[Records contained in a dataset]
[Start of Attachment]

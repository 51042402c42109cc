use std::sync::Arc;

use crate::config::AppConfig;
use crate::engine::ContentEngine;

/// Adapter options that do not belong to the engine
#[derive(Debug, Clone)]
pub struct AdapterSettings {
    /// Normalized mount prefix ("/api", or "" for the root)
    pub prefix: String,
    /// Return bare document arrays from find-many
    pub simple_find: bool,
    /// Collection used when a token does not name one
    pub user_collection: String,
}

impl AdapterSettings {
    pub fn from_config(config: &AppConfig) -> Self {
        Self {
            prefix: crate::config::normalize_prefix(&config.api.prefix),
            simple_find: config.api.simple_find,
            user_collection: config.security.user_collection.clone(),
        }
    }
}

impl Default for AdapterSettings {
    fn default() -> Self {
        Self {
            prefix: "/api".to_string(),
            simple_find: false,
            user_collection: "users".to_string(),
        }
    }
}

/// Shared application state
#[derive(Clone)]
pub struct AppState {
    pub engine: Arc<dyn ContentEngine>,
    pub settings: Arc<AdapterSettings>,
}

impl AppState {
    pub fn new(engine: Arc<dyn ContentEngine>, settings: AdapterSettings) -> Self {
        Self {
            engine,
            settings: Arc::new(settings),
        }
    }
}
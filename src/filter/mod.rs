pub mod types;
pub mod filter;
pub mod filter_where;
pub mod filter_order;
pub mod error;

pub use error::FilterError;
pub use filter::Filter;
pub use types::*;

[End of Attachment]

### Directions
From the first line to the last, transcribe the records exactly.

### Answer to this exercise
repository 51042402c42109cc
use std::sync::Arc;

use crate::config::AppConfig;
use crate::engine::ContentEngine;

/// Adapter options that do not belong to the engine
#[derive(Debug, Clone)]
pub struct AdapterSettings {
    /// Normalized mount prefix ("/api", or "" for the root)
    pub prefix: String,
    /// Return bare document arrays from find-many
    pub simple_find: bool,
    /// Collection used when a token does not name one
    pub user_collection: String,
}

impl AdapterSettings {
    pub fn from_config(config: &AppConfig) -> Self {
        Self {
            prefix: crate::config::normalize_prefix(&config.api.prefix),
            simple_find: config.api.simple_find,
            user_collection: config.security.user_collection.clone(),
        }
    }
}

impl Default for AdapterSettings {
    fn default() -> Self {
        Self {
            prefix: "/api".to_string(),
            simple_find: false,
            user_collection: "users".to_string(),
        }
    }
}

/// Shared application state
#[derive(Clone)]
pub struct AppState {
    pub engine: Arc<dyn ContentEngine>,
    pub settings: Arc<AdapterSettings>,
}

impl AppState {
    pub fn new(engine: Arc<dyn ContentEngine>, settings: AdapterSettings) -> Self {
        Self {
            engine,
            settings: Arc::new(settings),
        }
    }
}
filename src/filter/mod.rs
pub mod types;
pub mod filter;
pub mod filter_where;
pub mod filter_order;
pub mod error;

pub use error::FilterError;
pub use filter::Filter;
pub use types::*;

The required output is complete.